▶ Assignment: Line tally for "poisoned": state how many lines of the entries include it, with no other text.

Records drawn from a dataset:
────────────────────────────────────────
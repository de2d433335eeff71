//! store.rs — announcement persistence behind an async trait, plus the
//! in-memory implementation used by the service and tests.

use anyhow::Result;
use async_trait::async_trait;
use chrono::{DateTime, Utc};
use serde::Serialize;
use std::sync::Mutex;

use crate::classify::Category;

#[derive(Debug, Clone, PartialEq, Eq, Serialize)]
#[serde(rename_all = "camelCase")]
pub struct Announcement {
    pub id: u64,
    pub title: String,
    pub content: String,
    pub category: Category,
    pub date: DateTime<Utc>,
    pub relevant_interests: Vec<String>,
    pub relevant_majors: Vec<String>,
}

/// Create candidate; the store assigns the id.
#[derive(Debug, Clone, PartialEq, Eq, Serialize)]
#[serde(rename_all = "camelCase")]
pub struct NewAnnouncement {
    pub title: String,
    pub content: String,
    pub category: Category,
    pub date: DateTime<Utc>,
    pub relevant_interests: Vec<String>,
    pub relevant_majors: Vec<String>,
}

#[async_trait]
pub trait AnnouncementStore: Send + Sync {
    async fn create(&self, new: NewAnnouncement) -> Result<Announcement>;
    async fn get(&self, id: u64) -> Result<Option<Announcement>>;
    /// All announcements, newest first.
    async fn list(&self) -> Result<Vec<Announcement>>;
    /// `category: None` keeps every category; an empty `interests` slice
    /// keeps every announcement, otherwise at least one must overlap.
    async fn list_filtered(
        &self,
        category: Option<Category>,
        interests: &[String],
    ) -> Result<Vec<Announcement>>;
}

#[derive(Debug, Default)]
pub struct MemoryStore {
    inner: Mutex<Inner>,
}

#[derive(Debug, Default)]
struct Inner {
    rows: Vec<Announcement>,
    next_id: u64,
}

impl MemoryStore {
    pub fn new() -> Self {
        Self::default()
    }

    pub fn len(&self) -> usize {
        self.inner.lock().expect("store mutex poisoned").rows.len()
    }

    pub fn is_empty(&self) -> bool {
        self.len() == 0
    }
}

#[async_trait]
impl AnnouncementStore for MemoryStore {
    async fn create(&self, new: NewAnnouncement) -> Result<Announcement> {
        let mut inner = self.inner.lock().expect("store mutex poisoned");
        inner.next_id += 1;
        let row = Announcement {
            id: inner.next_id,
            title: new.title,
            content: new.content,
            category: new.category,
            date: new.date,
            relevant_interests: new.relevant_interests,
            relevant_majors: new.relevant_majors,
        };
        inner.rows.push(row.clone());
        Ok(row)
    }

    async fn get(&self, id: u64) -> Result<Option<Announcement>> {
        let inner = self.inner.lock().expect("store mutex poisoned");
        Ok(inner.rows.iter().find(|a| a.id == id).cloned())
    }

    async fn list(&self) -> Result<Vec<Announcement>> {
        self.list_filtered(None, &[]).await
    }

    async fn list_filtered(
        &self,
        category: Option<Category>,
        interests: &[String],
    ) -> Result<Vec<Announcement>> {
        let mut out: Vec<Announcement> = {
            let inner = self.inner.lock().expect("store mutex poisoned");
            inner
                .rows
                .iter()
                .filter(|a| category.map_or(true, |c| a.category == c))
                .filter(|a| {
                    interests.is_empty()
                        || a.relevant_interests.iter().any(|i| interests.contains(i))
                })
                .cloned()
                .collect()
        };
        // newest first; equal dates fall back to the later id
        out.sort_by(|a, b| b.date.cmp(&a.date).then(b.id.cmp(&a.id)));
        Ok(out)
    }
}

#[cfg(test)]
mod tests {
    use super::*;
    use chrono::TimeZone;

    fn candidate(
        title: &str,
        category: Category,
        day: u32,
        interests: &[&str],
    ) -> NewAnnouncement {
        NewAnnouncement {
            title: title.into(),
            content: format!("{title} body"),
            category,
            date: Utc.with_ymd_and_hms(2025, 3, day, 9, 0, 0).unwrap(),
            relevant_interests: interests.iter().map(|s| s.to_string()).collect(),
            relevant_majors: vec!["ccs".into()],
        }
    }

    #[tokio::test]
    async fn ids_are_sequential_from_one() {
        let s = MemoryStore::new();
        let a = s.create(candidate("a", Category::Academics, 1, &[])).await;
        let b = s.create(candidate("b", Category::Academics, 2, &[])).await;
        let (a, b) = (a.unwrap(), b.unwrap());
        assert_eq!((a.id, b.id), (1, 2));
        assert_eq!(s.len(), 2);
        assert_eq!(s.get(2).await.unwrap().unwrap().title, "b");
        assert!(s.get(9).await.unwrap().is_none());
    }

    #[tokio::test]
    async fn filter_by_category_and_interest_newest_first() {
        let s = MemoryStore::new();
        for c in [
            candidate("old", Category::CampusEvents, 1, &["sports"]),
            candidate("new", Category::CampusEvents, 5, &["arts", "sports"]),
            candidate("other", Category::Academics, 3, &["sports"]),
        ] {
            s.create(c).await.unwrap();
        }

        let all = s.list().await.unwrap();
        let titles: Vec<_> = all.iter().map(|a| a.title.as_str()).collect();
        assert_eq!(titles, vec!["new", "other", "old"]);

        let events = s
            .list_filtered(Some(Category::CampusEvents), &["sports".to_string()])
            .await
            .unwrap();
        assert_eq!(events.len(), 2);
        assert_eq!(events[0].title, "new");

        let arts = s.list_filtered(None, &["arts".to_string()]).await.unwrap();
        assert_eq!(arts.len(), 1);
    }
}
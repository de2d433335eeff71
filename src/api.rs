use std::sync::Arc;

use axum::{
    extract::{Path, Query, State},
    http::StatusCode,
    routing::{get, post},
    Json, Router,
};
use chrono::{DateTime, Utc};
use tower_http::cors::CorsLayer;

use crate::classify::{self, Category};
use crate::ingest::config::IngestConfig;
use crate::ingest::types::PostFetcher;
use crate::ingest::IngestJob;
use crate::store::{Announcement, AnnouncementStore, MemoryStore, NewAnnouncement};

#[derive(Clone)]
pub struct AppState {
    pub store: Arc<dyn AnnouncementStore>,
    pub ingest: Arc<IngestConfig>,
    /// Overrides the Graph client built from `ingest` on every scrape.
    pub fetcher: Option<Arc<dyn PostFetcher>>,
}

impl AppState {
    pub fn new(store: Arc<dyn AnnouncementStore>, ingest: IngestConfig) -> Self {
        Self {
            store,
            ingest: Arc::new(ingest),
            fetcher: None,
        }
    }

    /// Empty memory store with the given ingestion config.
    pub fn in_memory(ingest: IngestConfig) -> Self {
        Self::new(Arc::new(MemoryStore::new()), ingest)
    }

    pub fn with_fetcher(mut self, fetcher: Arc<dyn PostFetcher>) -> Self {
        self.fetcher = Some(fetcher);
        self
    }

    fn ingest_job(&self) -> anyhow::Result<IngestJob> {
        match &self.fetcher {
            Some(f) => Ok(IngestJob::new(
                self.ingest.sources.clone(),
                self.ingest.fetch_limit,
                f.clone(),
                self.store.clone(),
            )),
            None => IngestJob::from_config(&self.ingest, self.store.clone()),
        }
    }
}

pub fn router(state: AppState) -> Router {
    Router::new()
        .route("/health", get(|| async { "ok" }))
        .route("/api/scrape-facebook", post(scrape_facebook))
        .route(
            "/api/announcements",
            get(list_announcements).post(create_announcement),
        )
        .route("/api/announcements/{id}", get(get_announcement))
        .layer(CorsLayer::very_permissive())
        .with_state(state)
}

#[derive(Debug, serde::Serialize)]
pub struct MessageResp {
    pub message: String,
    #[serde(skip_serializing_if = "Option::is_none")]
    pub error: Option<String>,
}

type ApiError = (StatusCode, Json<MessageResp>);

fn fail(status: StatusCode, message: &str) -> ApiError {
    (
        status,
        Json(MessageResp {
            message: message.to_string(),
            error: None,
        }),
    )
}

fn internal(e: anyhow::Error) -> ApiError {
    tracing::error!(target: "api", error = ?e, "store error");
    fail(StatusCode::INTERNAL_SERVER_ERROR, "Internal server error")
}

#[derive(Debug, serde::Serialize)]
struct ScrapeResp {
    message: String,
    count: usize,
}

async fn scrape_facebook(State(state): State<AppState>) -> Result<Json<ScrapeResp>, ApiError> {
    let outcome = match state.ingest_job() {
        Ok(job) => job.run().await,
        Err(e) => Err(e),
    };
    match outcome {
        Ok(report) => {
            let count = report.count();
            Ok(Json(ScrapeResp {
                message: format!(
                    "Successfully scraped and stored {count} announcements from Facebook"
                ),
                count,
            }))
        }
        Err(e) => {
            tracing::error!(target: "api", error = ?e, "facebook scraping error");
            Err((
                StatusCode::INTERNAL_SERVER_ERROR,
                Json(MessageResp {
                    message: "Failed to scrape Facebook posts".into(),
                    error: Some(e.to_string()),
                }),
            ))
        }
    }
}

#[derive(Debug, serde::Deserialize)]
struct ListQuery {
    category: Option<String>,
    interests: Option<String>,
}

#[derive(Debug, Clone, Copy, PartialEq, Eq)]
enum CategoryFilter {
    Any,
    Only(Category),
    /// Not a known category; nothing can match it.
    Unknown,
}

/// `None`, blank or `all` → no filter.
fn parse_category_filter(raw: Option<&str>) -> CategoryFilter {
    match raw.map(str::trim) {
        None | Some("") => CategoryFilter::Any,
        Some(s) if s.eq_ignore_ascii_case("all") => CategoryFilter::Any,
        Some(s) => s
            .parse()
            .map(CategoryFilter::Only)
            .unwrap_or(CategoryFilter::Unknown),
    }
}

fn split_csv(raw: Option<&str>) -> Vec<String> {
    raw.unwrap_or_default()
        .split(',')
        .map(str::trim)
        .filter(|s| !s.is_empty())
        .map(str::to_string)
        .collect()
}

async fn list_announcements(
    State(state): State<AppState>,
    Query(q): Query<ListQuery>,
) -> Result<Json<Vec<Announcement>>, ApiError> {
    let category = match parse_category_filter(q.category.as_deref()) {
        CategoryFilter::Any => None,
        CategoryFilter::Only(c) => Some(c),
        CategoryFilter::Unknown => {
            tracing::debug!(target: "api", category = ?q.category, "unknown category filter");
            return Ok(Json(Vec::new()));
        }
    };
    let interests = split_csv(q.interests.as_deref());
    let rows = state
        .store
        .list_filtered(category, &interests)
        .await
        .map_err(internal)?;
    Ok(Json(rows))
}

async fn get_announcement(
    State(state): State<AppState>,
    Path(id): Path<u64>,
) -> Result<Json<Announcement>, ApiError> {
    match state.store.get(id).await.map_err(internal)? {
        Some(a) => Ok(Json(a)),
        None => Err(fail(StatusCode::NOT_FOUND, "Announcement not found")),
    }
}

#[derive(Debug, serde::Deserialize)]
#[serde(rename_all = "camelCase")]
struct CreateAnnouncementReq {
    title: String,
    content: String,
    category: Option<String>,
    date: Option<DateTime<Utc>>,
    #[serde(default)]
    relevant_interests: Vec<String>,
    #[serde(default)]
    relevant_majors: Vec<String>,
}

/// Fill whatever the client left out from the classifier's view of `content`.
fn candidate_from_request(req: CreateAnnouncementReq) -> Result<NewAnnouncement, ApiError> {
    let title = req.title.trim().to_string();
    if title.is_empty() || req.content.trim().is_empty() {
        return Err(fail(StatusCode::BAD_REQUEST, "Invalid announcement data"));
    }

    let category = match req.category.as_deref().map(str::trim) {
        None | Some("") => classify::classify_category(&req.content),
        Some(s) => s
            .parse()
            .map_err(|_| fail(StatusCode::BAD_REQUEST, "Invalid announcement data"))?,
    };
    let relevant_interests = if req.relevant_interests.is_empty() {
        classify::classify_interests(&req.content)
    } else {
        req.relevant_interests
    };
    let relevant_majors = if req.relevant_majors.is_empty() {
        classify::classify_departments(&req.content)
    } else {
        req.relevant_majors
    };

    Ok(NewAnnouncement {
        title,
        content: req.content,
        category,
        date: req.date.unwrap_or_else(Utc::now),
        relevant_interests,
        relevant_majors,
    })
}

async fn create_announcement(
    State(state): State<AppState>,
    Json(req): Json<CreateAnnouncementReq>,
) -> Result<(StatusCode, Json<Announcement>), ApiError> {
    let candidate = candidate_from_request(req)?;
    let created = state.store.create(candidate).await.map_err(internal)?;
    tracing::info!(
        target: "api",
        id = created.id,
        category = %created.category,
        "announcement created"
    );
    Ok((StatusCode::CREATED, Json(created)))
}
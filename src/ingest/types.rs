// src/ingest/types.rs
use anyhow::Result;
use chrono::{DateTime, Utc};

/// A named page to scrape, e.g. "DLSU USG" → `dlsu.usg`.
#[derive(Debug, Clone, serde::Serialize, serde::Deserialize, PartialEq, Eq)]
pub struct ContentSource {
    pub name: String,
    pub page_id: String,
}

impl ContentSource {
    pub fn new(name: impl Into<String>, page_id: impl Into<String>) -> Self {
        Self {
            name: name.into(),
            page_id: page_id.into(),
        }
    }
}

/// One post as returned by a fetcher; lives only for a single run.
#[derive(Debug, Clone, serde::Serialize, serde::Deserialize, PartialEq, Eq)]
pub struct RawPost {
    pub id: String,
    pub message: Option<String>,
    pub story: Option<String>,
    pub created_at: DateTime<Utc>,
    pub permalink: Option<String>,
    pub author: String,
}

impl RawPost {
    /// `message`, else `story`; `None` when both are missing or empty.
    pub fn text(&self) -> Option<&str> {
        [self.message.as_deref(), self.story.as_deref()]
            .into_iter()
            .flatten()
            .find(|s| !s.is_empty())
    }
}

#[async_trait::async_trait]
pub trait PostFetcher: Send + Sync {
    async fn fetch_posts(&self, page_id: &str, limit: usize) -> Result<Vec<RawPost>>;
    fn name(&self) -> &'static str;
}
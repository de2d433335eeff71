//! Prometheus exposition for the ingest counters.

use anyhow::Context;
use axum::{extract::State, routing::get, Router};
use metrics_exporter_prometheus::{PrometheusBuilder, PrometheusHandle};

pub struct Metrics {
    pub handle: PrometheusHandle,
}

impl Metrics {
    /// Install the global recorder (once per process) and register the
    /// ingest series so `/metrics` lists them before the first run.
    pub fn init() -> anyhow::Result<Self> {
        let handle = PrometheusBuilder::new()
            .install_recorder()
            .context("prometheus: install recorder")?;
        crate::ingest::ensure_metrics_described();
        Ok(Self { handle })
    }

    /// `GET /metrics` in the Prometheus text format.
    pub fn router(&self) -> Router {
        Router::new()
            .route("/metrics", get(render))
            .with_state(self.handle.clone())
    }
}

async fn render(State(handle): State<PrometheusHandle>) -> String {
    handle.render()
}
────────────────────────────────────────
▶ Answer to the exercise: 4